Cascaded Diffusion for Super-resolution Image Generation

28 Nov 2022

Cascaded Diffusion Models for High Fidelity Image Generation

Jonathan Ho, Chitwan Saharia, William Chan, David J. Fleet, Mohammad Norouzi, Tim Salimans

Google Tech Report 2021

Summary:

This paper explained the up-sampling architecture implementation in diffusion models. Upsampling a general approach to be used in training photorealistic deep generative models. Previously, there are many different up-sampling frameworks for other deep generative models(eg. BigGAN-deep for GAN, VQ-VAE 2 for VAE, etc.) This work’s architecture is latter adopted in Google ImagEN which further showcased its generalization on the large real-world datasets.

The main contribution of the paper is proposing the cascading structure, which is a technique to model high resolution data from separately trained models at multiple resolution. A based model generates low resolution samples, followed by super-resolution models that up-sample low resolution samples into high resolution samples. The most effective trick this paper found to alleviates the ‘exposure bias’ or ‘cascading problem’ in sequence model is to apply strong data augmentation to the conditioning input of each super-resolution model. A major benefit to training a cascading pipeline over training a standard model at the highest resolution is that most of the modeling capacity can be dedicated to low resolutions, which empirically are the most important for sample quality, and training and sampling at low resolutions tents to be the most computationally efficient. Besides, cascading allows the individual models to be trained independently with specific architecture choices.

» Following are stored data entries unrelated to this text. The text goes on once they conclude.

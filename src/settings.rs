//! Player settings compiled in from `config/player.json`.

use crate::error::Result;
use dioxus::logger::tracing::warn;
use once_cell::sync::Lazy;
use serde::Deserialize;

const EMBEDDED_SETTINGS: &str = include_str!("../config/player.json");

static SETTINGS: Lazy<PlayerSettings> = Lazy::new(|| {
    PlayerSettings::from_json(EMBEDDED_SETTINGS).unwrap_or_else(|err| {
        warn!("{err}; falling back to default player settings");
        PlayerSettings::default()
    })
});

/// Settings loaded once per page.
pub fn settings() -> &'static PlayerSettings {
    &SETTINGS
}

/// Half-open `[min, max)` range used for random leaf parameters.
#[derive(Debug, Clone, Copy, PartialEq, Deserialize)]
pub struct Range(pub f64, pub f64);

impl Range {
    pub fn min(&self) -> f64 {
        self.0.min(self.1)
    }

    pub fn max(&self) -> f64 {
        self.0.max(self.1)
    }

    #[cfg(test)]
    pub fn contains(&self, value: f64) -> bool {
        value >= self.min() && value <= self.max()
    }
}

#[derive(Debug, Clone, PartialEq, Deserialize)]
pub struct LeafSettings {
    #[serde(default = "default_leaf_count")]
    pub count: usize,
    #[serde(default = "default_offset_percent")]
    pub offset_percent: Range,
    #[serde(default = "default_delay_secs")]
    pub delay_secs: Range,
    #[serde(default = "default_duration_secs")]
    pub duration_secs: Range,
    #[serde(default = "default_size_px")]
    pub size_px: Range,
    #[serde(default = "default_sway_duration_secs")]
    pub sway_duration_secs: Range,
    #[serde(default = "default_sway_delay_secs")]
    pub sway_delay_secs: Range,
}

fn default_leaf_count() -> usize {
    20
}

fn default_offset_percent() -> Range {
    Range(0.0, 100.0)
}

fn default_delay_secs() -> Range {
    Range(0.0, 15.0)
}

fn default_duration_secs() -> Range {
    Range(15.0, 35.0)
}

fn default_size_px() -> Range {
    Range(12.0, 28.0)
}

fn default_sway_duration_secs() -> Range {
    Range(3.0, 5.0)
}

fn default_sway_delay_secs() -> Range {
    Range(0.0, 2.0)
}

impl Default for LeafSettings {
    fn default() -> Self {
        Self {
            count: default_leaf_count(),
            offset_percent: default_offset_percent(),
            delay_secs: default_delay_secs(),
            duration_secs: default_duration_secs(),
            size_px: default_size_px(),
            sway_duration_secs: default_sway_duration_secs(),
            sway_delay_secs: default_sway_delay_secs(),
        }
    }
}

#[derive(Debug, Clone, PartialEq, Deserialize)]
pub struct PlayerSettings {
    #[serde(default = "default_volume")]
    pub default_volume: f64,
    #[serde(default)]
    pub leaves: LeafSettings,
}

fn default_volume() -> f64 {
    0.7
}

impl Default for PlayerSettings {
    fn default() -> Self {
        Self {
            default_volume: default_volume(),
            leaves: LeafSettings::default(),
        }
    }
}

impl PlayerSettings {
    pub fn from_json(raw: &str) -> Result<Self> {
        Ok(serde_json::from_str(raw)?)
    }
}

#[cfg(test)]
mod tests {
    use super::*;
    use crate::error::PlayerError;

    #[test]
    fn embedded_file_matches_defaults() {
        let parsed = PlayerSettings::from_json(EMBEDDED_SETTINGS).unwrap();
        assert_eq!(parsed, PlayerSettings::default());
    }

    #[test]
    fn missing_fields_use_defaults() {
        let parsed = PlayerSettings::from_json(r#"{ "leaves": { "count": 5 } }"#).unwrap();
        assert_eq!(parsed.default_volume, 0.7);
        assert_eq!(parsed.leaves.count, 5);
        assert_eq!(parsed.leaves.size_px, Range(12.0, 28.0));
    }

    #[test]
    fn malformed_json_is_an_error() {
        let err = PlayerSettings::from_json("{ default_volume: ").unwrap_err();
        assert!(matches!(err, PlayerError::InvalidSettings(_)));
    }

    #[test]
    fn range_tolerates_swapped_bounds() {
        let range = Range(35.0, 15.0);
        assert_eq!(range.min(), 15.0);
        assert_eq!(range.max(), 35.0);
        assert!(range.contains(20.0));
        assert!(!range.contains(40.0));
    }

    #[test]
    fn global_settings_load() {
        assert_eq!(settings().leaves.count, 20);
    }
}
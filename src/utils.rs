/// Utility helpers for On Repeat

/// Format a position in seconds as `m:ss`.
/// Fractions are dropped and anything negative or non-finite reads as `0:00`.
pub fn format_time(seconds: f64) -> String {
    let whole = if seconds.is_finite() && seconds > 0.0 {
        seconds.floor() as u64
    } else {
        0
    };
    let mins = whole / 60;
    let secs = whole % 60;
    format!("{}:{:02}", mins, secs)
}

#[cfg(test)]
mod tests {
    use super::*;
    use proptest::prelude::*;

    #[test]
    fn formats_known_values() {
        assert_eq!(format_time(0.0), "0:00");
        assert_eq!(format_time(65.4), "1:05");
        assert_eq!(format_time(3599.0), "59:59");
        assert_eq!(format_time(3600.0), "60:00");
    }

    #[test]
    fn bad_input_reads_as_zero() {
        assert_eq!(format_time(-3.0), "0:00");
        assert_eq!(format_time(f64::NAN), "0:00");
        assert_eq!(format_time(f64::INFINITY), "0:00");
    }

    proptest! {
        #[test]
        fn seconds_are_always_two_digits(secs in 0.0f64..100_000.0) {
            let text = format_time(secs);
            let (mins, rest) = text.split_once(':').unwrap();
            prop_assert_eq!(rest.len(), 2);
            let total = mins.parse::<u64>().unwrap() * 60 + rest.parse::<u64>().unwrap();
            prop_assert_eq!(total, secs.floor() as u64);
        }
    }
}
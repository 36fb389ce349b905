//! 认证授权模块
//!
//! 提供 JWT 认证、权限管理和中间件：
//! - [`JwtService`] - JWT 令牌服务
//! - [`CurrentUser`] - 当前用户上下文
//! - [`require_auth`] - 认证中间件
//! - [`require_role`] - 角色检查中间件

pub mod jwt;
pub mod middleware;
pub mod password;
pub mod permissions;

pub use jwt::{Claims, CurrentUser, JwtConfig, JwtError, JwtService};
pub use middleware::{CurrentUserExt, require_auth, require_permission, require_role};
pub use password::{hash_password, verify_password};
use std::path::PathBuf;
use std::sync::Arc;

use sqlx::SqlitePool;

use crate::auth::JwtService;
use crate::core::tasks::{BackgroundTasks, TaskKind};
use crate::core::Config;
use crate::db::DbService;
use crate::services::{CryptoService, MailerService};

/// 服务器状态 - 持有所有服务的单例引用
///
/// ServerState 是 HRMS 后端的核心数据结构，持有所有服务的共享引用。
/// 使用 Arc 实现浅拷贝，所有权成本极低。
///
/// # 服务组件
///
/// | 字段 | 类型 | 说明 |
/// |------|------|------|
/// | config | Config | 配置项 (不可变) |
/// | db | DbService | SQLite 连接池 |
/// | jwt_service | Arc<JwtService> | JWT 认证服务 |
/// | crypto | Arc<CryptoService> | PII 信封加密服务 |
/// | mailer | Arc<MailerService> | 邮件通知服务 |
///
/// # 使用示例
///
/// ```ignore
/// // 获取数据库连接池
/// let pool = state.pool();
///
/// // 解密员工 PII
/// state.crypto().decrypt_employee(&mut employee)?;
/// ```
#[derive(Clone)]
pub struct ServerState {
    /// 服务器配置
    pub config: Config,
    /// 数据库服务 (SQLite)
    pub db: DbService,
    /// JWT 认证服务 (Arc 共享所有权)
    pub jwt_service: Arc<JwtService>,
    /// PII 信封加密服务
    pub crypto: Arc<CryptoService>,
    /// 邮件通知服务
    pub mailer: Arc<MailerService>,
}

impl ServerState {
    /// 创建服务器状态 (手动构造)
    ///
    /// 通常使用 [`ServerState::initialize()`] 方法代替
    pub fn new(
        config: Config,
        db: DbService,
        jwt_service: Arc<JwtService>,
        crypto: Arc<CryptoService>,
        mailer: Arc<MailerService>,
    ) -> Self {
        Self {
            config,
            db,
            jwt_service,
            crypto,
            mailer,
        }
    }

    /// 初始化服务器状态
    ///
    /// 按顺序初始化：
    /// 1. 工作目录结构 (database/uploads/backups/logs)
    /// 2. 数据库 (work_dir/database/hrms.db，含迁移)
    /// 3. 各服务 (JWT, Crypto, Mailer)
    ///
    /// # Panics
    ///
    /// 目录创建或数据库初始化失败时 panic
    pub async fn initialize(config: &Config) -> Self {
        config
            .ensure_work_dir_structure()
            .expect("Failed to create work directory structure");

        let db_path = config.database_path();
        let db = DbService::new(&db_path.to_string_lossy())
            .await
            .expect("Failed to initialize database");

        let jwt_service = Arc::new(JwtService::with_config(config.jwt.clone()));
        let crypto = Arc::new(CryptoService::new());
        let mailer = Arc::new(MailerService::new(config));

        Self::new(config.clone(), db, jwt_service, crypto, mailer)
    }

    /// 启动后台任务
    ///
    /// 必须在 `Server::run()` 之前调用
    ///
    /// 启动的任务：
    /// - 数据库定时备份 (Periodic)
    /// - 过期会话清理 (Periodic)
    /// - 日工时→周工时汇总 (Periodic)
    pub fn start_background_tasks(&self) -> BackgroundTasks {
        let mut tasks = BackgroundTasks::new();
        let shutdown = tasks.shutdown_token();

        tasks.spawn(
            "db_backup",
            TaskKind::Periodic,
            crate::services::backup::run(
                self.pool(),
                self.config.backup_dir(),
                self.config.backup_interval_minutes,
                self.config.backup_retention,
                shutdown.clone(),
            ),
        );

        tasks.spawn(
            "session_cleanup",
            TaskKind::Periodic,
            crate::services::cleanup::run(
                self.pool(),
                self.config.session_cleanup_interval_minutes,
                shutdown.clone(),
            ),
        );

        tasks.spawn(
            "timesheet_sync",
            TaskKind::Periodic,
            crate::services::timesheet_sync::run(
                self.pool(),
                self.config.timesheet_sync_interval_minutes,
                shutdown,
            ),
        );

        tasks.log_summary();
        tasks
    }

    /// 获取数据库连接池
    pub fn pool(&self) -> SqlitePool {
        self.db.pool.clone()
    }

    /// 获取工作目录
    pub fn work_dir(&self) -> PathBuf {
        PathBuf::from(&self.config.work_dir)
    }

    /// 获取上传目录
    pub fn upload_dir(&self) -> PathBuf {
        self.config.upload_dir()
    }

    /// 获取 JWT 服务
    pub fn get_jwt_service(&self) -> Arc<JwtService> {
        self.jwt_service.clone()
    }

    /// 获取加密服务
    pub fn crypto(&self) -> &CryptoService {
        &self.crypto
    }

    /// 获取邮件服务
    pub fn mailer(&self) -> &MailerService {
        &self.mailer
    }
}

There are two conditioning ways to add conditional input into the diffusion model: One is the scalar conditioning which adds embeddings (timestep or class label) into intermediate layers of the network; another is the lower resolution image conditioning is provided by channel wise concatenation of the low resolution image with the reverse process input x_t processed by bilinear or bicubic upsampling to the desired resolution.

The paper introduced three augmentation methods which respectively perform best in their specific use cases.

  1. Blurring augmentation is used to apply amount of Gaussian blur on the low resolution input. The paper found that it is most effective to images with resolution 128*128 and 256*256. 50% of the examples are blurred for the training stage to force the diffusion model learn better from noised input and no blurring in the inference stage;

  2. Truncated conditioning augmentation means stopping the reverse sampling process early for the low resolution image generation at step s to get a more noised input to the following high-resolution model. It performs best at resolutions smaller than 128*128. The best step number s is searched from different experiments. To avoid retraining the models, they amortized a single super-resolution model over uniform random s at training time. Because each possible truncation time corresponds to a distinct super-resolution task, the input of the super resolution block also has an extra time step s embedding;

  3. Non-truncated conditioning augmentations shares the same goal as truncated one, but the only difference is at sampling time. Instead of truncated the low resolution reverse process, it will sample the final low resolution image z_0 and then corrupt it using the forward process to get the early stopped z_s’. The motivation behind it is parallelization. In the truncated cases, to search all possible s value, it needs to store z_s for every model. However, if we do it in a non-truncated way, we can just store the z_0 for all models and do a computationally inexpensive forward process to get different z_s.

Strength:

Adding reasonable noise to the low resolution input to force the super-resolution task more relied on the network itself rather than bi-linear interpolation operation is a correct direction to go and this paper provides three different ways to implement on diffusion models.

Critique:

Even though they argued in the paper they will release the source code, it is still un-released now. Which makes it difficult to spread except the works in Google. Besides this paper, I also found other diffusion works are really brief on up-sampling models, which is confusing when comes down to implementation.